Baru terungkapnya kasus vaksin palsu setelah konon beroperasi selama 13 tahun, jelas merupakan pukulan telak bagi masyarakat. Kok bisa? Jadi selama ini, bagi yang punya anak balita, anaknya menerima vaksin asli atau palsu di tubuhnya?
Benar-benar memuakkan, saya dan istri saya yang saat ini memiliki dua orang anak, usia 6 dan 1 tahun, jelas dilanda kecemasan dan was-was. Sudah sepatutnya kami marah, dan wajar bila masyarakat memaki.
Tujuan vaksinasi pada bayi adalah supaya si anak kebal terhadap ancaman penyakit-penyakit berbahaya. Kami bahkan rela mengeluarkan biaya lebih demi vaksinasi tertentu yang mahal harganya di rumah sakit yang dianggap terpercaya. Itu semua demi masa depan bayi-bayi yang tak berdosa itu.

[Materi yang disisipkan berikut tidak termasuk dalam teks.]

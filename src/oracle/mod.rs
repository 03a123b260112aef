//! Artifact oracle adapter (C1, §6.1)
//!
//! The engine treats the Solidity toolchain as an oracle invoked through a
//! narrow interface: a health probe, a build step, and three fetch
//! capabilities keyed by `(project_root, source_file, contract_name)`. This
//! module defines that interface (`ArtifactOracle`) plus the raw JSON
//! shapes the oracle returns; [`foundry`] supplies the concrete,
//! subprocess-backed implementation.

pub mod foundry;

use crate::errors::OracleError;
use crate::types::{Abi, ContractAst, StorageLayout};
use async_trait::async_trait;
use serde::Deserialize;

/// Keys one artifact request to a specific contract in a specific source file.
#[derive(Debug, Clone)]
pub struct ArtifactKey {
    pub project_root: String,
    pub source_path: String,
    pub contract_name: String,
}

/// The narrow interface the engine consumes from the Solidity toolchain.
///
/// All three fetch capabilities implicitly require `build` to have run
/// successfully first; callers (the resolver, C4) are responsible for
/// sequencing that.
#[async_trait]
pub trait ArtifactOracle: Send + Sync {
    /// Health probe: the toolchain binary is present and runnable.
    async fn probe(&self) -> Result<(), OracleError>;

    /// Compiles every contract under `project_root`.
    async fn build(&self, project_root: &str) -> Result<(), OracleError>;

    /// Normalized, declaration-ordered storage layout for one contract.
    async fn fetch_storage_layout(&self, key: &ArtifactKey) -> Result<StorageLayout, OracleError>;

    /// The contract's external interface (functions + events).
    async fn fetch_abi(&self, key: &ArtifactKey) -> Result<Abi, OracleError>;

    /// The contract's AST, projected down to the function declarations the
    /// engine's analyzers need.
    async fn fetch_ast(&self, key: &ArtifactKey) -> Result<ContractAst, OracleError>;
}

/// Raw shape of one storage-layout entry, before alias normalization.
///
/// Mirrors §6.1: `{label, offset, slot: hex-string, type_id,
/// declaring_contract: "path:Name"}` plus a separate `type_id -> {encoding,
/// human_label, byte_size}` dictionary.
#[derive(Debug, Clone, Deserialize)]
pub struct RawStorageEntry {
    pub label: String,
    pub offset: u8,
    pub slot: String,
    pub type_id: String,
    pub declaring_contract: String,
}

#[derive(Debug, Clone, Deserialize)]
pub struct RawTypeInfo {
    #[allow(dead_code)]
    pub encoding: String,
    pub human_label: String,
    pub byte_size: String,
}

#[derive(Debug, Clone, Deserialize)]
pub struct RawStorageLayout {
    pub storage: Vec<RawStorageEntry>,
    pub types: std::collections::BTreeMap<String, RawTypeInfo>,
}

/// Raw shape of one ABI item, exactly as the toolchain emits it.
#[derive(Debug, Clone, Deserialize)]
pub struct RawAbiItem {
    #[serde(rename = "type")]
    pub item_type: String,
    pub name: Option<String>,
    #[serde(default)]
    pub inputs: Vec<RawAbiParam>,
    #[serde(default)]
    pub outputs: Vec<RawAbiParam>,
    #[serde(rename = "stateMutability")]
    pub state_mutability: Option<String>,
}

#[derive(Debug, Clone, Deserialize)]
pub struct RawAbiParam {
    #[allow(dead_code)]
    pub name: String,
    #[serde(rename = "type")]
    pub param_type: String,
    #[serde(rename = "internalType")]
    pub internal_type: Option<String>,
    pub indexed: Option<bool>,
}

/// Raw shape of one modifier invocation attached to a function definition:
/// `{modifierName: {name}}`, a nested shape rather than a flat string.
#[derive(Debug, Clone, Deserialize)]
pub struct RawModifierInvocation {
    #[serde(rename = "modifierName")]
    pub modifier_name: RawModifierName,
}

#[derive(Debug, Clone, Deserialize)]
pub struct RawModifierName {
    pub name: String,
}

/// Normalizes a toolchain type alias to its canonical form (e.g. `uint` ->
/// `uint256`, `int` -> `int256`, `function` -> `bytes24`). Left unchanged if
/// already canonical or not one of the known abbreviations.
pub fn normalize_canonical_type(human_label: &str) -> String {
    match human_label {
        "uint" => "uint256".to_string(),
        "int" => "int256".to_string(),
        other => other.to_string(),
    }
}
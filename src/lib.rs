//! # upgrade-safety-analyzer
//!
//! Deterministic upgrade-safety analysis for proxy-based smart contracts on
//! an EVM-compatible chain. Given a deployed proxy address, an old and a
//! new implementation's compiled artifacts, and a JSON-RPC endpoint, the
//! engine decides whether replacing the proxy's implementation would
//! corrupt storage, break the external interface, or weaken access
//! controls.
//!
//! ## Scope
//!
//! This crate is the analysis core: proxy classification, storage-layout
//! diffing, interface diffing, upgrade-authorization checks, initializer
//! checks, access-control-regression checks, and verdict aggregation. It
//! treats the Solidity toolchain ([`oracle`]) and the chain RPC endpoint
//! ([`chain`]) as narrow external collaborators rather than owning them.
//!
//! ## Entry point
//!
//! [`engine::analyze`] is the single operation external callers invoke. It
//! takes a [`oracle::ArtifactOracle`], a [`chain::ChainAdapter`], and a
//! [`config::EngineRequest`], and returns a [`types::EngineResult`].

pub mod chain;
pub mod config;
pub mod engine;
pub mod errors;
pub mod oracle;
pub mod report;
pub mod types;

pub use config::EngineRequest;
pub use engine::analyze;
pub use errors::AnalysisError;
pub use types::{EngineResult, Verdict};

// Re-exported for convenience so downstream crates pin a single `alloy` version.
pub use alloy;
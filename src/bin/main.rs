//! CLI wrapper: argument parsing, toolchain wiring, exit-code mapping (§6.4).
//!
//! The only place in the crate that calls `std::process::exit`. The core
//! (`upgrade_safety_analyzer::engine::analyze`) never inspects the process
//! exit code itself.

use clap::Parser;
use std::process::ExitCode;
use tracing_subscriber::EnvFilter;
use upgrade_safety_analyzer::chain::rpc::RpcChainAdapter;
use upgrade_safety_analyzer::config::{Cli, EngineRequest};
use upgrade_safety_analyzer::engine::analyze;
use upgrade_safety_analyzer::oracle::foundry::FoundryOracle;
use upgrade_safety_analyzer::types::Verdict;
use upgrade_safety_analyzer::AnalysisError;

#[tokio::main]
async fn main() -> ExitCode {
    tracing_subscriber::fmt()
        .with_env_filter(EnvFilter::try_from_default_env().unwrap_or_else(|_| EnvFilter::new("info")))
        .init();

    let cli = Cli::parse();
    let report_out = cli.report_out.clone();
    let forge_bin = cli.forge_bin.clone();

    let request = match EngineRequest::try_from(cli) {
        Ok(request) => request,
        Err(err) => return report_error(&err),
    };

    let oracle = FoundryOracle::new(forge_bin);
    let chain = match RpcChainAdapter::connect(&request.rpc_endpoint).await {
        Ok(chain) => chain,
        Err(err) => return report_error(&AnalysisError::Chain(err)),
    };

    let result = match analyze(&oracle, &chain, &request).await {
        Ok(result) => result,
        Err(err) => return report_error(&err),
    };

    println!("{}", result.report_markdown);
    if let Some(path) = report_out {
        if let Err(err) = std::fs::write(&path, &result.report_markdown) {
            tracing::warn!(path, %err, "failed to write report file");
        }
    }

    exit_code_for(&result.verdict, result.highest_severity)
}

fn report_error(err: &AnalysisError) -> ExitCode {
    let (kind, exit_code) = match err {
        AnalysisError::InputInvalid(_) | AnalysisError::ContractAmbiguous(_) => ("input_invalid", 10u8),
        _ => ("runtime_error", 12u8),
    };
    eprintln!("{{\"error\": \"{kind}\", \"message\": \"{err}\"}}");
    ExitCode::from(exit_code)
}

fn exit_code_for(verdict: &Verdict, highest_severity: Option<upgrade_safety_analyzer::types::Severity>) -> ExitCode {
    use upgrade_safety_analyzer::types::Severity;
    let code = match verdict {
        Verdict::Safe => 0,
        Verdict::Unsafe => match highest_severity {
            Some(Severity::Critical) => 1,
            _ => 2,
        },
        Verdict::ReviewRequired => 3,
        Verdict::Incomplete => 4,
    };
    ExitCode::from(code)
}
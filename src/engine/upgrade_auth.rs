//! Upgrade-authorization checker (C7, §4.4)
//!
//! Runs exactly one branch, selected by `ProxyInfo.kind`: the UUPS branch
//! inspects `_authorizeUpgrade` on the new AST; the Transparent branch
//! inspects `ProxyInfo` and the new ABI. The orchestrator (C11) records
//! whichever branch did not run as `Skipped`.

use crate::types::{Abi, AnalyzerOutcome, Address, Confidence, ContractAst, Finding, Location, ProxyInfo, Severity};
use serde_json::json;
use std::collections::BTreeMap;

const AUTHORIZE_UPGRADE: &str = "_authorizeUpgrade";

/// UUPS branch (§4.4.1).
pub fn check_uups(new_ast: &ContractAst) -> AnalyzerOutcome {
    let findings = match new_ast.function(AUTHORIZE_UPGRADE) {
        None => vec![finding_uups_001()],
        Some(decl) => {
            if !decl.has_body {
                vec![finding_uups_002()]
            } else if !decl.has_access_control_signal() {
                vec![finding_uups_003(&decl.name)]
            } else {
                vec![]
            }
        }
    };
    AnalyzerOutcome::Completed { findings }
}

/// Transparent branch (§4.4.2).
pub fn check_transparent(proxy_info: &ProxyInfo, new_abi: &Abi) -> AnalyzerOutcome {
    let mut findings = Vec::new();

    if proxy_info.admin == Some(Address::ZERO) {
        findings.push(finding_tproxy_001());
    }

    if new_abi.functions.iter().any(|f| f.name == "upgradeTo" || f.name == "upgradeToAndCall") {
        findings.push(finding_tproxy_002());
    }

    for f in &new_abi.functions {
        if is_proxy_admin_signature(&f.canonical_signature()) {
            findings.push(finding_tproxy_004(&f.canonical_signature()));
        }
    }

    AnalyzerOutcome::Completed { findings }
}

fn is_proxy_admin_signature(signature: &str) -> bool {
    const PROXY_ADMIN_SIGNATURES: [&str; 5] = [
        "upgradeTo(address)",
        "upgradeToAndCall(address,bytes)",
        "changeAdmin(address)",
        "admin()",
        "implementation()",
    ];
    PROXY_ADMIN_SIGNATURES.contains(&signature)
}

fn finding_uups_001() -> Finding {
    Finding {
        code: "UUPS-001".to_string(),
        severity: Severity::Critical,
        confidence: Confidence::High,
        title: "Missing upgrade authorization hook".to_string(),
        description: "The new implementation does not declare '_authorizeUpgrade'.".to_string(),
        details: BTreeMap::new(),
        location: Some(Location {
            contract: None,
            function: Some(AUTHORIZE_UPGRADE.to_string()),
            slot: None,
            offset: None,
        }),
        remediation: "Override '_authorizeUpgrade' and guard it with an access-control check.".to_string(),
    }
}

fn finding_uups_002() -> Finding {
    Finding {
        code: "UUPS-002".to_string(),
        severity: Severity::Critical,
        confidence: Confidence::High,
        title: "Empty upgrade authorization hook".to_string(),
        description: "'_authorizeUpgrade' has no body; any account can upgrade the proxy.".to_string(),
        details: BTreeMap::new(),
        location: Some(Location {
            contract: None,
            function: Some(AUTHORIZE_UPGRADE.to_string()),
            slot: None,
            offset: None,
        }),
        remediation: "Add an access-control check to the function body.".to_string(),
    }
}

fn finding_uups_003(name: &str) -> Finding {
    let mut details = BTreeMap::new();
    details.insert("function".to_string(), json!(name));
    Finding {
        code: "UUPS-003".to_string(),
        severity: Severity::Critical,
        confidence: Confidence::High,
        title: "Unguarded upgrade authorization hook".to_string(),
        description: "'_authorizeUpgrade' has a non-empty body but no recognizable access-control signal."
            .to_string(),
        details,
        location: Some(Location {
            contract: None,
            function: Some(name.to_string()),
            slot: None,
            offset: None,
        }),
        remediation: "Guard the function with an owner/role modifier or an explicit caller check.".to_string(),
    }
}

fn finding_tproxy_001() -> Finding {
    Finding {
        code: "TPROXY-001".to_string(),
        severity: Severity::Critical,
        confidence: Confidence::High,
        title: "Zero admin address".to_string(),
        description: "The proxy's admin slot resolves to the zero address; no account can authorize future upgrades.".to_string(),
        details: BTreeMap::new(),
        location: None,
        remediation: "Set the admin to a valid, access-controlled account (e.g. a ProxyAdmin contract).".to_string(),
    }
}

fn finding_tproxy_002() -> Finding {
    Finding {
        code: "TPROXY-002".to_string(),
        severity: Severity::High,
        confidence: Confidence::High,
        title: "Upgrade function exposed on implementation".to_string(),
        description: "The new implementation declares 'upgradeTo' or 'upgradeToAndCall', which belongs on the \
                       Transparent proxy/admin, not the implementation."
            .to_string(),
        details: BTreeMap::new(),
        location: None,
        remediation: "Remove the upgrade function from the implementation; keep upgrade logic on the proxy/admin.".to_string(),
    }
}

fn finding_tproxy_004(signature: &str) -> Finding {
    let mut details = BTreeMap::new();
    details.insert("signature".to_string(), json!(signature));
    Finding {
        code: "TPROXY-004".to_string(),
        severity: Severity::High,
        confidence: Confidence::High,
        title: "Proxy-admin selector collision".to_string(),
        description: format!(
            "The new implementation declares '{signature}', which collides with a fixed Transparent-proxy \
             admin selector and will be intercepted by the proxy's admin-only dispatch."
        ),
        details,
        location: None,
        remediation: "Rename the colliding function so its selector no longer matches a proxy-admin selector.".to_string(),
    }
}
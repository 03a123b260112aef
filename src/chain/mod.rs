//! Chain adapter interface (C2, §6.2)
//!
//! Two read-only methods, no nonces, gas, signatures, or write calls: the
//! engine only ever needs the value of a storage slot or the runtime
//! bytecode at an address, both at the chain head. [`rpc`] supplies the
//! concrete, JSON-RPC-backed implementation built on `alloy`'s provider.

pub mod rpc;

use crate::errors::ChainError;
use crate::types::{Address, SlotKey};
use alloy::primitives::Bytes;
use async_trait::async_trait;

/// The narrow read surface the engine consumes from the EVM JSON-RPC endpoint.
#[async_trait]
pub trait ChainAdapter: Send + Sync {
    /// The value of `slot` at `address`, at the chain head.
    async fn read_storage_slot(&self, address: Address, slot: SlotKey) -> Result<SlotKey, ChainError>;

    /// The runtime bytecode at `address`; empty if none is deployed.
    async fn read_code(&self, address: Address) -> Result<Bytes, ChainError>;
}
#[async_trait]
impl ArtifactOracle for FoundryOracle {
    async fn probe(&self) -> Result<(), OracleError> {
        debug!(binary = %self.binary, "probing toolchain");
        let status = Command::new(&self.binary)
            .arg("--version")
            .stdout(Stdio::null())
            .stderr(Stdio::null())
            .status()
            .await
            .map_err(|e| OracleUnavailable::BinaryNotFound(format!("{}: {e}", self.binary)))?;
        if !status.success() {
            return Err(OracleError::Unavailable(OracleUnavailable::ProbeFailed(format!(
                "{} --version exited with {status}",
                self.binary
            ))));
        }
        Ok(())
    }

    async fn build(&self, project_root: &str) -> Result<(), OracleError> {
        debug!(project_root, "building project");
        let output = Command::new(&self.binary)
            .arg("build")
            .arg("--root")
            .arg(project_root)
            .output()
            .await
            .map_err(|e| OracleError::ToolchainError(format!("failed to spawn {}: {e}", self.binary)))?;
        if !output.status.success() {
            let diagnostics = String::from_utf8_lossy(&output.stderr).to_string();
            warn!(project_root, "build failed");
            return Err(OracleError::BuildFailed { diagnostics });
        }
        Ok(())
    }

    async fn fetch_storage_layout(&self, key: &ArtifactKey) -> Result<StorageLayout, OracleError> {
        let json = self.read_artifact_json(key).await?;
        let raw: RawStorageLayout = serde_json::from_value(
            json.get("storageLayout")
                .cloned()
                .ok_or_else(|| OracleError::ArtifactMissing {
                    path: key.source_path.clone(),
                    contract: key.contract_name.clone(),
                })?,
        )
        .map_err(|e| OracleError::ToolchainError(format!("malformed storageLayout: {e}")))?;

        let mut entries = Vec::with_capacity(raw.storage.len());
        for (index, item) in raw.storage.into_iter().enumerate() {
            let slot: u64 = item
                .slot
                .trim_start_matches("0x")
                .parse()
                .or_else(|_| u64::from_str_radix(item.slot.trim_start_matches("0x"), 16))
                .map_err(|_| OracleError::ToolchainError(format!("malformed slot value: {}", item.slot)))?;
            let type_info = raw
                .types
                .get(&item.type_id)
                .ok_or_else(|| OracleError::ToolchainError(format!("unknown type id: {}", item.type_id)))?;
            let byte_size: u8 = type_info
                .byte_size
                .parse()
                .map_err(|_| OracleError::ToolchainError(format!("malformed byte_size: {}", type_info.byte_size)))?;
            let origin = item
                .declaring_contract
                .rsplit(':')
                .next()
                .unwrap_or(&item.declaring_contract)
                .to_string();
            entries.push(StorageEntry {
                slot,
                offset: item.offset,
                length_bytes: byte_size,
                canonical_type: normalize_canonical_type(&type_info.human_label),
                label: item.label,
                origin,
                declaration_index: index as u32,
            });
        }
        let layout = StorageLayout { entries };
        layout
            .validate()
            .map_err(|e| OracleError::ToolchainError(format!("invalid storage layout: {e}")))?;
        Ok(layout)
    }

    async fn fetch_abi(&self, key: &ArtifactKey) -> Result<Abi, OracleError> {
        let json = self.read_artifact_json(key).await?;
        let raw_items: Vec<RawAbiItem> = serde_json::from_value(
            json.get("abi")
                .cloned()
                .ok_or_else(|| OracleError::ArtifactMissing {
                    path: key.source_path.clone(),
                    contract: key.contract_name.clone(),
                })?,
        )
        .map_err(|e| OracleError::ToolchainError(format!("malformed abi: {e}")))?;

        let mut abi = Abi::default();
        for item in raw_items {
            match item.item_type.as_str() {
                "function" => {
                    let name = item.name.clone().unwrap_or_default();
                    let inputs: Vec<String> = item.inputs.iter().map(|p| p.param_type.clone()).collect();
                    let outputs: Vec<String> = item.outputs.iter().map(|p| p.param_type.clone()).collect();
                    let mutability = match item.state_mutability.as_deref() {
                        Some("pure") => Mutability::Pure,
                        Some("view") => Mutability::View,
                        Some("payable") => Mutability::Payable,
                        _ => Mutability::Nonpayable,
                    };
                    let canonical = format!("{name}({})", inputs.join(","));
                    abi.functions.push(FunctionSig {
                        selector: crate::types::selector_of(&canonical),
                        name,
                        inputs,
                        outputs,
                        mutability,
                    });
                }
                "event" => {
                    let name = item.name.clone().unwrap_or_default();
                    let inputs: Vec<(String, bool)> = item
                        .inputs
                        .iter()
                        .map(|p| (p.param_type.clone(), p.indexed.unwrap_or(false)))
                        .collect();
                    let types: Vec<&str> = inputs.iter().map(|(t, _)| t.as_str()).collect();
                    let canonical = format!("{name}({})", types.join(","));
                    abi.events.push(EventSig {
                        topic0: crate::types::topic0_of(&canonical),
                        name,
                        inputs,
                    });
                }
                _ => {}
            }
        }
        Ok(abi)
    }

    async fn fetch_ast(&self, key: &ArtifactKey) -> Result<ContractAst, OracleError> {
        let json = self.read_artifact_json(key).await?;
        let ast_node = json.get("ast").cloned().ok_or_else(|| OracleError::ArtifactMissing {
            path: key.source_path.clone(),
            contract: key.contract_name.clone(),
        })?;

        let mut functions = Vec::new();
        collect_function_defs(&ast_node, &key.contract_name, &mut functions);
        Ok(ContractAst {
            name: key.contract_name.clone(),
            functions,
        })
    }
}
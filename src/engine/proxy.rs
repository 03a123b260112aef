//! Proxy classifier (C3, §4.1)
//!
//! Reads three well-known storage slots and the code at the proxy and
//! implementation addresses, then classifies the deployment as
//! Transparent or UUPS -- or emits a blocking finding and produces no
//! [`ProxyInfo`] at all. This is the only analyzer whose outcome can veto
//! the rest of the pipeline (§4.1, §5, §8 property 5).

use crate::chain::ChainAdapter;
use crate::errors::ChainError;
use crate::types::{
    Address, AnalyzerOutcome, Confidence, Finding, Location, ProxyInfo, ProxyKind, Severity, SlotKey,
};
use once_cell::sync::Lazy;
use std::collections::BTreeMap;

/// EIP-1967 implementation slot: `keccak256("eip1967.proxy.implementation") - 1`.
pub static IMPL_SLOT: Lazy<SlotKey> = Lazy::new(|| {
    slot_from_hex("0x360894a13ba1a3210667c828492db98dca3e2076cc3735a920a3ca505d382bbc")
});

/// EIP-1967 admin slot: `keccak256("eip1967.proxy.admin") - 1`.
pub static ADMIN_SLOT: Lazy<SlotKey> = Lazy::new(|| {
    slot_from_hex("0xb53127684a568b3173ae13b9f8a6016e243e63b6e8ee1178d6a717850b5d6103")
});

/// EIP-1967 beacon slot: `keccak256("eip1967.proxy.beacon") - 1`.
pub static BEACON_SLOT: Lazy<SlotKey> = Lazy::new(|| {
    slot_from_hex("0xa3f0ad74e5423aebfd80d3ef4346578335a9a72aeaee59ff6cb3582b35133d50")
});

/// 4-byte selector of the UUPS identity function `proxiableUUID()`.
pub const PROXIABLE_UUID_SELECTOR: [u8; 4] = [0x52, 0xd1, 0x90, 0x2d];

fn slot_from_hex(hex: &str) -> SlotKey {
    let trimmed = hex.trim_start_matches("0x");
    let bytes = hex_decode(trimmed);
    SlotKey::from_slice(&bytes)
}

fn hex_decode(hex: &str) -> Vec<u8> {
    (0..hex.len())
        .step_by(2)
        .map(|i| u8::from_str_radix(&hex[i..i + 2], 16).unwrap_or(0))
        .collect()
}

/// Extracts the right-most 20 bytes of a 32-byte slot value as an address.
fn address_from_slot(slot: &SlotKey) -> Address {
    Address::from_slice(&slot.0[12..32])
}

fn contains_subslice(haystack: &[u8], needle: &[u8]) -> bool {
    if needle.is_empty() || haystack.len() < needle.len() {
        return false;
    }
    haystack.windows(needle.len()).any(|w| w == needle)
}

/// Classifies the proxy pattern at `proxy`, following §4.1's procedure.
///
/// Returns the classified `ProxyInfo` alongside the `proxy-detection`
/// outcome, or `None` alongside a `Completed` outcome carrying one of the
/// blocking `PROXY-00{1,2,3,5}` findings.
pub async fn classify(
    chain: &dyn ChainAdapter,
    proxy: Address,
) -> Result<(Option<ProxyInfo>, AnalyzerOutcome), ChainError> {
    let impl_slot_value = chain.read_storage_slot(proxy, *IMPL_SLOT).await?;
    let admin_slot_value = chain.read_storage_slot(proxy, *ADMIN_SLOT).await?;
    let beacon_slot_value = chain.read_storage_slot(proxy, *BEACON_SLOT).await?;
    let proxy_code = chain.read_code(proxy).await?;

    let implementation = address_from_slot(&impl_slot_value);
    let admin = address_from_slot(&admin_slot_value);
    let beacon = address_from_slot(&beacon_slot_value);

    if beacon != Address::ZERO {
        return Ok((None, blocking_outcome(finding_proxy_001())));
    }
    if implementation == Address::ZERO {
        return Ok((None, blocking_outcome(finding_proxy_002())));
    }

    let impl_code = chain.read_code(implementation).await?;
    if impl_code.is_empty() {
        return Ok((None, blocking_outcome(finding_proxy_003())));
    }

    if contains_subslice(&impl_code, &PROXIABLE_UUID_SELECTOR) {
        let info = ProxyInfo {
            kind: ProxyKind::Uups,
            proxy,
            implementation,
            admin: None,
        };
        return Ok((Some(info), AnalyzerOutcome::Completed { findings: vec![] }));
    }

    if admin != Address::ZERO {
        let info = ProxyInfo {
            kind: ProxyKind::Transparent,
            proxy,
            implementation,
            admin: Some(admin),
        };
        return Ok((Some(info), AnalyzerOutcome::Completed { findings: vec![] }));
    }

    // Ambiguous: admin slot reads zero and the UUPS selector is absent.
    // §9 "Proxy classification fallback": inspect the proxy's own bytecode
    // for the admin-slot hash, so a zero-admin transparent proxy still
    // reaches the Transparent analyzer (and surfaces TPROXY-001) instead of
    // dying here as Incomplete.
    if contains_subslice(&proxy_code, ADMIN_SLOT.as_slice()) {
        let info = ProxyInfo {
            kind: ProxyKind::Transparent,
            proxy,
            implementation,
            admin: Some(admin),
        };
        return Ok((Some(info), AnalyzerOutcome::Completed { findings: vec![] }));
    }

    Ok((None, blocking_outcome(finding_proxy_005())))
}

fn blocking_outcome(finding: Finding) -> AnalyzerOutcome {
    AnalyzerOutcome::Completed {
        findings: vec![finding],
    }
}

/// The blocking codes that veto every downstream analyzer (§4.1, §8 property 5).
pub const BLOCKING_CODES: [&str; 4] = ["PROXY-001", "PROXY-002", "PROXY-003", "PROXY-005"];

pub fn is_blocking(outcome: &AnalyzerOutcome) -> bool {
    outcome
        .findings()
        .iter()
        .any(|f| BLOCKING_CODES.contains(&f.code.as_str()))
}

fn finding_proxy_001() -> Finding {
    Finding {
        code: "PROXY-001".to_string(),
        severity: Severity::Critical,
        confidence: Confidence::High,
        title: "Beacon proxy pattern unsupported".to_string(),
        description: "The proxy's beacon slot is non-zero; beacon-pattern proxies are not one of the two \
                       supported patterns (Transparent, UUPS)."
            .to_string(),
        details: BTreeMap::new(),
        location: Some(Location::default()),
        remediation: "Re-run analysis against a Transparent or UUPS proxy, or add beacon support upstream."
            .to_string(),
    }
}

fn finding_proxy_002() -> Finding {
    Finding {
        code: "PROXY-002".to_string(),
        severity: Severity::Critical,
        confidence: Confidence::High,
        title: "No implementation address found".to_string(),
        description: "The EIP-1967 implementation slot is zero.".to_string(),
        details: BTreeMap::new(),
        location: Some(Location::default()),
        remediation: "Verify the proxy address and that it has been initialized with an implementation."
            .to_string(),
    }
}

fn finding_proxy_003() -> Finding {
    Finding {
        code: "PROXY-003".to_string(),
        severity: Severity::Critical,
        confidence: Confidence::High,
        title: "Implementation address has no code".to_string(),
        description: "The address referenced by the implementation slot has no deployed bytecode.".to_string(),
        details: BTreeMap::new(),
        location: Some(Location::default()),
        remediation: "Verify the implementation address is correct and deployed on this chain.".to_string(),
    }
}

fn finding_proxy_005() -> Finding {
    Finding {
        code: "PROXY-005".to_string(),
        severity: Severity::Critical,
        confidence: Confidence::Medium,
        title: "Unable to classify proxy pattern".to_string(),
        description: "Neither the UUPS identity selector nor a non-zero admin slot nor an admin-slot \
                       reference in the proxy's own bytecode was found."
            .to_string(),
        details: BTreeMap::new(),
        location: Some(Location::default()),
        remediation: "Confirm the proxy uses a supported pattern (Transparent or UUPS).".to_string(),
    }
}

Hanya saja, pernyataan-pernyataan dari wakil Kementerian Kesehatan dalam dialog di Kompas TV, Jumat, 24 Juli 2016 malam, seolah tidak menentramkan. Saya tidak sempat tahu nama ibu narasumber itu, tapi seolah beliau hanya menjamin pengawasan dan keaslian vaksin yang disediakan pemerintah secara gratis di fasilitas kesehatan milik pemerintah macam Puskesmas. Halah! Lha wong kata polisi penyebaran vaksin palsu terendus juga di puskesmas yang milik pemerintah kok.
Sama sekali saya tidak mendapat pencerahan tentang bagaimana nasib anak-anak yang telah diimunisasi di rumah sakit swasta, yang telah membayar dengan harga yang tidak murah. Dalam ragam dialog dan pemberitaan tentang kasus vaksin palsu ini, kerap pula masyarakat diharap berhati-hati disertai penyampaian tentang bagaimana membedakan vaksin asli atau palsu.
Heloooowww.... masyarakat tidak butuh itu. Memangnya kami yang beli vaksin di apotik lalu menyiapkannya dalam suntikan?? No! Itu tugasnya petugas kesehatan dan diawasi oleh dokter. Kami sebagai pasien ya tahunya asli, bentuk botol vaksin saja rata-rata masyarakat tidak tahu.
Jadi kalau sampai vaksin yang disiapkan oleh tenaga medis palsu, ya itu salah mereka. Masyarakat berhak menuntut. Ini masalah nyawa kok dimain-mainkan.
Kami tidak butuh tahu bagaimana membedakan botol vaksin asli atau palsu, yang kami tahu seluruh rumah sakit, klinik dan puskesmas yang resmi pasti sudah menerapkan prosedur yang standar. Pengawasan dari Kementerian atau Dinas Kesehatan semestinya sudah jalan dengan benar.
Nah, berkaitan dengan kasus vaksin palsu ini, sudah sangat jelas bahwa perbuatan biadab ini mengancam nyawa jutaan generasi penerus. Hukuman seberat-beratnya pantas diterima oleh para pelaku dan oknum di rumah sakit, klinik atau puskesmas yang ikut bermain. Ini jelas bukan pidana biasa dan remeh temeh.
Maka, mohon media terus mengawasi proses hukum kasus ini, jangan sampai terlupakan. Pun, KPK mohon ikut mengawal dan memelototi jangan sampai ada aparat pengadil yang bermain-main macam kasus Bang Ipul tempo hari.